— Эй, брат, дай-ка мне свой антиквариат посмотреть! — откладывая автомат Калашникова, крикнул командир.
Он обращался к незнакомому долговязому пареньку с тёмно-русыми волосами, у которого за плечом висела винтовка Мосина. Мы сидели возле дыры в стене сельской школы и курили.
— Откуда это у него? — искоса поглядывая на ополченца, спросил я.
— Это с советских складов. В 14ом оружия не хватало, этим и воевали, — рассматривая винтовку и щуря один глаз от едкого табачного дыма, ответил командир и вновь обратился к бойцу. — Ты же не снайпер, верно?
— Нет, — как-то необычайно спокойно и гулко ответил тот.
— Так чего не поменяешь? — командир протянул винтовку обратно.
— Привык, — пожал плечами боец.
— Хм. Ну, оружие надёжное. Где служишь? Курить будешь?
— Бросил. Рядовой 8-ой роты 1378 стрелкового полка.
Командир поднял голову к голубому летнему небу и опустил кончики рта.
— Ты из России что ли? — наконец спросил он.
— Почему? Местный.
— Что-то я в Луганске…
Но командир договорить не успел. Послышался свист, а затем за углом школы что-то бахнуло. Потом ещё, и ещё в разных местах, и наша короткая передышка кончилась…
— Помнишь, Мосинку сегодня видели? — за ужином обратился ко мне командир.
Было слышно, как где-то недалеко работала наша артиллерия. Мы наступали.
— Ну? — кивнул я.
— Попадётся на глаза, присмотрись к нему.
— А что?

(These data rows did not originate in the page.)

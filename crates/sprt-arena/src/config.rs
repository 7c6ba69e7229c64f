//! Match configuration loading and validation.
//!
//! Settings can come from a TOML file, from command-line flags, or both;
//! a flag overrides the same key from the file. [`MatchConfig::resolve`]
//! turns the merged values into validated [`MatchSettings`].

use serde::{Deserialize, Serialize};
use std::path::{Path, PathBuf};
use std::time::Duration;
use thiserror::Error;

use crate::engine_channel::EngineCommand;
use crate::sprt::{SprtError, SprtParameters};
use crate::time_control::{TimeControl, TimeControlError};

const DEFAULT_DEBUG_DIR: &str = "debug";
const DEFAULT_RESPONSE_GRACE_MS: u64 = 5000;

/// Errors that can occur when loading or validating configuration.
#[derive(Error, Debug)]
pub enum ConfigError {
    /// Failed to read the configuration file from disk.
    #[error("Failed to read config file: {0}")]
    ReadError(#[from] std::io::Error),
    /// Failed to parse the configuration file as valid TOML.
    #[error("Failed to parse config: {0}")]
    ParseError(#[from] toml::de::Error),
    /// A required setting was given neither in the file nor as a flag.
    #[error("Missing required setting: {0}")]
    Missing(&'static str),
    /// A setting is out of range.
    #[error("Invalid {key}: {reason}")]
    Invalid { key: &'static str, reason: String },
    #[error(transparent)]
    TimeControl(#[from] TimeControlError),
    #[error(transparent)]
    Sprt(#[from] SprtError),
}

/// Raw match settings as written in a config file.
///
/// Every field is optional so a file can be partial and completed by
/// command-line flags.
#[derive(Debug, Deserialize, Serialize, Default, Clone, PartialEq)]
#[serde(deny_unknown_fields)]
pub struct MatchConfig {
    pub engine1: Option<PathBuf>,
    pub engine2: Option<PathBuf>,
    /// Arguments passed to engine1 on startup.
    pub engine1_args: Option<Vec<String>>,
    pub engine2_args: Option<Vec<String>>,
    /// Number of workers (engine pairs) playing at once.
    pub concurrency: Option<usize>,
    /// Time control as `<base>+<increment>` in seconds, e.g. `"8+0.08"`.
    pub tc: Option<String>,
    /// Opening book, one position per line.
    pub openings: Option<PathBuf>,
    pub elo0: Option<f64>,
    pub elo1: Option<f64>,
    pub alpha: Option<f64>,
    pub beta: Option<f64>,
    pub cutechess_llr: Option<bool>,
    /// Print Elo and LLR every this many games.
    pub rating_interval: Option<u64>,
    /// Directory for per-worker transcripts. Defaults to `debug`.
    pub debug_dir: Option<PathBuf>,
    /// Extra wait past an engine's clock before it is declared dead.
    /// Defaults to 5000.
    pub response_grace_ms: Option<u64>,
    /// Stop all workers once the SPRT accepts either hypothesis.
    pub stop_on_verdict: Option<bool>,
}

/// Validated settings for one match.
#[derive(Debug, Clone)]
pub struct MatchSettings {
    pub engines: [EngineCommand; 2],
    pub concurrency: usize,
    pub time_control: TimeControl,
    pub openings: PathBuf,
    pub sprt: SprtParameters,
    pub rating_interval: u64,
    pub debug_dir: PathBuf,
    pub response_grace: Duration,
    pub stop_on_verdict: bool,
}

impl MatchConfig {
    /// Loads a configuration file.
    ///
    /// # Errors
    ///
    /// Returns [`ConfigError::ReadError`] if the file cannot be read,
    /// or [`ConfigError::ParseError`] if it contains invalid TOML.
    pub fn load<P: AsRef<Path>>(path: P) -> Result<Self, ConfigError> {
        let content = std::fs::read_to_string(path)?;
        Ok(toml::from_str(&content)?)
    }

    /// Returns `self` with every key set in `overrides` replaced.
    pub fn merge(self, overrides: MatchConfig) -> MatchConfig {
        MatchConfig {
            engine1: overrides.engine1.or(self.engine1),
            engine2: overrides.engine2.or(self.engine2),
            engine1_args: overrides.engine1_args.or(self.engine1_args),
            engine2_args: overrides.engine2_args.or(self.engine2_args),
            concurrency: overrides.concurrency.or(self.concurrency),
            tc: overrides.tc.or(self.tc),
            openings: overrides.openings.or(self.openings),
            elo0: overrides.elo0.or(self.elo0),
            elo1: overrides.elo1.or(self.elo1),
            alpha: overrides.alpha.or(self.alpha),
            beta: overrides.beta.or(self.beta),
            cutechess_llr: overrides.cutechess_llr.or(self.cutechess_llr),
            rating_interval: overrides.rating_interval.or(self.rating_interval),
            debug_dir: overrides.debug_dir.or(self.debug_dir),
            response_grace_ms: overrides.response_grace_ms.or(self.response_grace_ms),
            stop_on_verdict: overrides.stop_on_verdict.or(self.stop_on_verdict),
        }
    }

    /// Checks that every required key is present and in range.
    pub fn resolve(self) -> Result<MatchSettings, ConfigError> {
        let engine1 = EngineCommand::new(self.engine1.ok_or(ConfigError::Missing("engine1"))?)
            .args(self.engine1_args.unwrap_or_default());
        let engine2 = EngineCommand::new(self.engine2.ok_or(ConfigError::Missing("engine2"))?)
            .args(self.engine2_args.unwrap_or_default());
        let concurrency = self.concurrency.ok_or(ConfigError::Missing("concurrency"))?;
        if concurrency == 0 {
            return Err(ConfigError::Invalid {
                key: "concurrency",
                reason: "must be at least 1".to_string(),
            });
        }
        let time_control: TimeControl = self.tc.ok_or(ConfigError::Missing("tc"))?.parse()?;
        let openings = self.openings.ok_or(ConfigError::Missing("openings"))?;
        let rating_interval = self
            .rating_interval
            .ok_or(ConfigError::Missing("rating_interval"))?;
        if rating_interval == 0 {
            return Err(ConfigError::Invalid {
                key: "rating_interval",
                reason: "must be at least 1".to_string(),
            });
        }
        let sprt = SprtParameters::new(
            self.elo0.ok_or(ConfigError::Missing("elo0"))?,
            self.elo1.ok_or(ConfigError::Missing("elo1"))?,
            self.alpha.ok_or(ConfigError::Missing("alpha"))?,
            self.beta.ok_or(ConfigError::Missing("beta"))?,
            self.cutechess_llr.unwrap_or(false),
        )?;

        Ok(MatchSettings {
            engines: [engine1, engine2],
            concurrency,
            time_control,
            openings,
            sprt,
            rating_interval,
            debug_dir: self
                .debug_dir
                .unwrap_or_else(|| PathBuf::from(DEFAULT_DEBUG_DIR)),
            response_grace: Duration::from_millis(
                self.response_grace_ms.unwrap_or(DEFAULT_RESPONSE_GRACE_MS),
            ),
            stop_on_verdict: self.stop_on_verdict.unwrap_or(false),
        })
    }
}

С ним что-то не так? — насторожился я.
Но командир только улыбнулся и подмигнул.
— Да нет, — закуривая, вдруг задумался он. — Просто присмотрись.
Но ни через день, и ни через два я Мосинку не встретил. Бои шли тяжёлые, вязкие, упорные. У украинских националистов было время выстроить оборону, но мы всё равно продвигались. Перед нами стояла какая-то деревня. Даже не деревня, а так — одна улица в шесть домов. Заречное, кажется. И вот тогда спустя несколько дней я вновь увидел Мосинку. Он лежал под огнём на другой стороне простреливаемой улицы у покосившегося деревянного забора и прицельно палил из своей винтовки. Раз, два, три, четыре, пять… Делал он это так ловко, что даже завораживало. Я крикнул и дал сигнал, что после хочу с ним поговорить. Он сдержанно кивнул, начал перезаряжаться и вот здесь по нам заработали миномёты. Я видел, как Мосинка откатился вплотную к забору, поднялся и скрылся за ним. Как раз туда и прилетела мина. Согнувшись перебегая улицу, живым я его найти уже не надеялся. Но, к удивлению и счастью, ни тела, ни следов ранения не обнаружил. Про фантастические спасения на войне многие любят болтать, но клянусь, что тут я столкнулся с настоящим чудом. И хотя после живым Мосинки я не видел, мне всегда казалось, что при всяком штурме очередного вражеского укрепления, через шум сражения и огня, я отчётливо различал мерную стрельбу его винтовки: раз, два, три, четыре, пять…
Петрокаменское освобождали не мы, оттого наше отделение подошло к нему довольно спокойно. Недалеко от дороги, без ограждения и совсем заросший, и, видимо, только поэтому сохранившийся, стоял старенький обелиск с красной звездой на макушке. Возле него сидела чья-то фигура.
— Так это же Мосинка! Живой! — воскликнул командир, рукой защищая глаза от полуденного солнца. — Эй, боец, что ты там нежишься, а ну пошли с нами! Кто Донбасс освобождать будет?
Мосинка поднялся и как-то по-мальчишечьи стеснительно улыбнувшись, крикнул:
— Да не могу я дальше идти, братцы.
— Это почему ещё? — удивился командир.
Продираясь через высокую траву, мы подошли ближе. Только тут я смог разглядеть лицо Мосинки. Это было простое, совсем ещё юное лицо с немного грустными глазами.
— А ну рассказывай, — продолжал настаивать командир, — почему не можешь идти дальше? Ранен? Заболел? Как твоя фамилия, боец?
Мосинка вновь улыбнулся.
— Никифоров. Да вот она. Десятая снизу. Никифоров А.В. А дальше вам другие помогут. Многие помогут, знайте. А я свой путь прошёл.
Он качнул головой и отошёл в сторону. Мы обступили обелиск и стали читать фамилии павших здесь воинов. Прочитав «рядовой Никифоров А.В.», обернулись в сторону Мосинки, но его уже не увидели. Вместо него над травами поднимался горячий, плывущий в сторону неба, воздух.